Your next visit was two days later, to check your weight. Your dad and I had been dutifully marking off each wet or poopy diaper and each feeding on a chart that the birth center had given us, but your doctor was concerned that your output was not at the level it should be. She shoved two boxes of formula into my hands and instructed us to chase each feeding with one ounce of formula if you hadn’t had another wet diaper by 3pm that day. I barely made it out of the office before the tears started streaming down my face. I felt like a failure as a mother – I wasn’t producing enough milk to feed my child, and now I’d have to give you formula. Not the end of the world, of course, but the implication –that if I didn’t, I would be doing you a disservice for my own selfish reasons–really shook me.

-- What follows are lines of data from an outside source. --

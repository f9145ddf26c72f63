use anyhow::{Context, Result};
use std::sync::Arc;
use tracing::{info, warn};
use tracing_subscriber::{layer::SubscriberExt, util::SubscriberInitExt};

use llm_cost_calculator::cli::{Args, Command};
use llm_cost_calculator::display::{
    build_models_json, build_models_text, build_recent_json, build_recent_text,
    build_summary_json, build_summary_text, build_track_json, build_track_text, print_output,
};
use llm_cost_calculator::pricing::PriceTable;
use llm_cost_calculator::{UsageStore, api};

fn init_logging(debug: bool) {
    let default_filter = if debug {
        "llm_cost_calculator=debug,tower_http=debug"
    } else {
        "llm_cost_calculator=info,tower_http=info"
    };
    tracing_subscriber::registry()
        .with(
            tracing_subscriber::EnvFilter::try_from_default_env()
                .unwrap_or_else(|_| default_filter.into()),
        )
        .with(tracing_subscriber::fmt::layer().with_writer(std::io::stderr))
        .init();
}

fn open_store(args: &Args, prices: PriceTable) -> Result<UsageStore> {
    let location = args.storage_location();
    UsageStore::open_with_prices(&location, prices)
        .with_context(|| format!("open usage database at {location}"))
}

fn main() -> Result<()> {
    let args = Args::parse();
    init_logging(args.debug);

    let prices = match args.prices.as_deref() {
        Some(path) => PriceTable::load_overrides(path)
            .with_context(|| format!("load price overrides from {}", path.display()))?,
        None => PriceTable::builtin().clone(),
    };

    match &args.command {
        Command::Models => print_output(
            args.json,
            build_models_json(&prices),
            build_models_text(&prices),
        ),
        Command::Serve { .. } => {
            let store = open_store(&args, prices)?;
            let addr = args.bind_addr().context("serve without bind address")?;
            let store = Arc::new(store);
            info!("Starting LLM cost tracker v{}", env!("CARGO_PKG_VERSION"));
            tokio::runtime::Builder::new_multi_thread()
                .enable_all()
                .build()
                .context("build tokio runtime")?
                .block_on(api::serve(Arc::clone(&store), addr))?;

            match Arc::try_unwrap(store) {
                Ok(store) => store.close().context("close usage database")?,
                Err(shared) => warn!(
                    handles = Arc::strong_count(&shared),
                    "usage store still shared at shutdown, closing on drop"
                ),
            }
            Ok(())
        }
        Command::Track {
            model,
            input_tokens,
            output_tokens,
            endpoint,
        } => {
            let store = open_store(&args, prices)?;
            let cost = store
                .record(model, *input_tokens, *output_tokens, endpoint.as_deref())
                .context("record usage")?;
            print_output(args.json, build_track_json(&cost), build_track_text(&cost))?;
            store.close().context("close usage database")
        }
        Command::Summary => {
            let store = open_store(&args, prices)?;
            let summary = store.get_summary().context("read usage summary")?;
            print_output(
                args.json,
                build_summary_json(&summary),
                build_summary_text(&summary, store.location()),
            )?;
            store.close().context("close usage database")
        }
        Command::Recent { limit } => {
            let store = open_store(&args, prices)?;
            let records = store.get_recent(*limit).context("read recent usage")?;
            print_output(
                args.json,
                build_recent_json(&records),
                build_recent_text(&records),
            )?;
            store.close().context("close usage database")
        }
    }
}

We broke another rule by disregarding the doctor’s advice after a tearful phone consultation with our doula, who advised that giving you formula would do far more damage to my ability to breastfeed than it would be beneficial for you. She was right. My milk came in later that same day, and we quickly set aside the feeding-and-diapering checklist as it became obvious that you were not only normal, but an overachiever (usually only when your dad changes you – let’s keep that up). You became the valedictorian of baby weight gain when over the course of just three days you gained a whopping thirteen ounces.
We haven’t had a weight check since then, but it’s clear that you are thriving. You hate having your diaper changed, but good lord do you love to eat (I think you get that from me). And that’s wonderful, since that’s your job right now – growing. Your pediatrician remarked that these feeding “challenges” would very quickly become a distant memory, and even a few days beyond those trials I’m finding that’s true.
This week has been both the hardest and the best week of my life. You are so very, very patient with us, baby girl, and for every moment where I feel like I’m letting you down by not figuring out quickly enough what you need (from a short list of options, too – are you hungry? Need a diaper change? Just want to be held?), there are a hundred moments where you make me feel like the luckiest person on the planet. The way you hold up your arms like little chicken wings when you nurse. The exquisite and sometimes hilarious expressions that chase themselves across your face. Your wobbling head bobs to announce your desire for dinner. These are the moments that I want to remember always, because soon enough they’ll just be memories.
I’m so excited to watch you grow, Natalie, but for now I’m so happy to just be, to just be in this space where you are so small and snuggly and we are your world – just as you are ours.